**EXERCISE REQUIREMENTS**
If a line in the entries contains the string "task", include that line in your answer.

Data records
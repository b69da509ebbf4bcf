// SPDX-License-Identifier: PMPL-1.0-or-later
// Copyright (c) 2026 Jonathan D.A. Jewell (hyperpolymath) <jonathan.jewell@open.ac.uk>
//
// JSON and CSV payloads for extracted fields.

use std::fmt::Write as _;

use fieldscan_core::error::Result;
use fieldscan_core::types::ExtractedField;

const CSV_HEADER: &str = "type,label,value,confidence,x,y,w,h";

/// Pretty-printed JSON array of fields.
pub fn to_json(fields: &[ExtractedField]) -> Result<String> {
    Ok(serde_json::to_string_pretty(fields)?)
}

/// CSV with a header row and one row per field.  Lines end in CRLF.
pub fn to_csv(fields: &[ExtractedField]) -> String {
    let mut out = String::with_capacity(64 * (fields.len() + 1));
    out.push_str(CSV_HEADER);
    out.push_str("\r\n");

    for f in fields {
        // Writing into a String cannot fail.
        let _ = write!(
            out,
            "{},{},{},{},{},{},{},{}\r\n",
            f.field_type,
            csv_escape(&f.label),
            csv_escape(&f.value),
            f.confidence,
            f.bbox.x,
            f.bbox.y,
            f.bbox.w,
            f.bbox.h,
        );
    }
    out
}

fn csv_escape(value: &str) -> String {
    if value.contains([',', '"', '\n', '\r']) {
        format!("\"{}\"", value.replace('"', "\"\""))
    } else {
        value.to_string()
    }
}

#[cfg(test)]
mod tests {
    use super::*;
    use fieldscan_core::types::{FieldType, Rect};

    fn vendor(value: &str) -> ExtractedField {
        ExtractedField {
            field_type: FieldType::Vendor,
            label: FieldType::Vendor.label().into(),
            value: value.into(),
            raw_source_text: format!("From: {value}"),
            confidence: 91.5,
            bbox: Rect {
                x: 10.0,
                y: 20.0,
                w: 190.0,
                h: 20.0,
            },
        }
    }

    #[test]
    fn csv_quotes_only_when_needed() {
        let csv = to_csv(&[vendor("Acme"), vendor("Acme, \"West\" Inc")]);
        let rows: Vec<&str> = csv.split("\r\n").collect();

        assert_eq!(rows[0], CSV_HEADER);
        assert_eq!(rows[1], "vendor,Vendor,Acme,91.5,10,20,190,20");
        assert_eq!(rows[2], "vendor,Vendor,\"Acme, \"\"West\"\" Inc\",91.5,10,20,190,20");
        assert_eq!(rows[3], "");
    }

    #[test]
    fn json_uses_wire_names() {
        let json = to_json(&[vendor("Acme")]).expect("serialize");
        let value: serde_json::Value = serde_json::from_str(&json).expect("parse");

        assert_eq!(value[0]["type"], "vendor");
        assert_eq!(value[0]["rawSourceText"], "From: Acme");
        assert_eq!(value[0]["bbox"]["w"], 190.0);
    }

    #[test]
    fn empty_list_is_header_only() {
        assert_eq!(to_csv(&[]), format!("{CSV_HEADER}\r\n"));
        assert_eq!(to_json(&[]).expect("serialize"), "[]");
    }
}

---

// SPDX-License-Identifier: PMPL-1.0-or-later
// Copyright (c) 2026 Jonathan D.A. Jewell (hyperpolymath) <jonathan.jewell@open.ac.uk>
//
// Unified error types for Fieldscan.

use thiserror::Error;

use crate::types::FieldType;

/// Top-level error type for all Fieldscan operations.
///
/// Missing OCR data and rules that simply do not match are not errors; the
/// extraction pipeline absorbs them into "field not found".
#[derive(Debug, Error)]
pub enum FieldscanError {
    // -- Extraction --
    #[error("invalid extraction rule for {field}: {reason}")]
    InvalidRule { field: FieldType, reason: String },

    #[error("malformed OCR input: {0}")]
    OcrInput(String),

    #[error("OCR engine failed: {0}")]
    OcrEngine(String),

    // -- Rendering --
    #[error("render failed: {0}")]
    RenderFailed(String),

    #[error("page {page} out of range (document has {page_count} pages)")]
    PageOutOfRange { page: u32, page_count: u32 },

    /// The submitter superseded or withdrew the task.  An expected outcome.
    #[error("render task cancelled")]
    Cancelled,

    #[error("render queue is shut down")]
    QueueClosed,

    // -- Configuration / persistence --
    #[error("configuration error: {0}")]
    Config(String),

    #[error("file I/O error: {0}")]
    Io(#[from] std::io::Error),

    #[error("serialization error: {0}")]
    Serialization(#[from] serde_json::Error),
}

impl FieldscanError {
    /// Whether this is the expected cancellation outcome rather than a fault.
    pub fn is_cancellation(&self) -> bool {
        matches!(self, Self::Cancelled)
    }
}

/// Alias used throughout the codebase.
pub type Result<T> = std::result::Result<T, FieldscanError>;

**YOUR SOLUTION**
    /// The submitter superseded or withdrew the task.  An expected outcome.
    #[error("render task cancelled")]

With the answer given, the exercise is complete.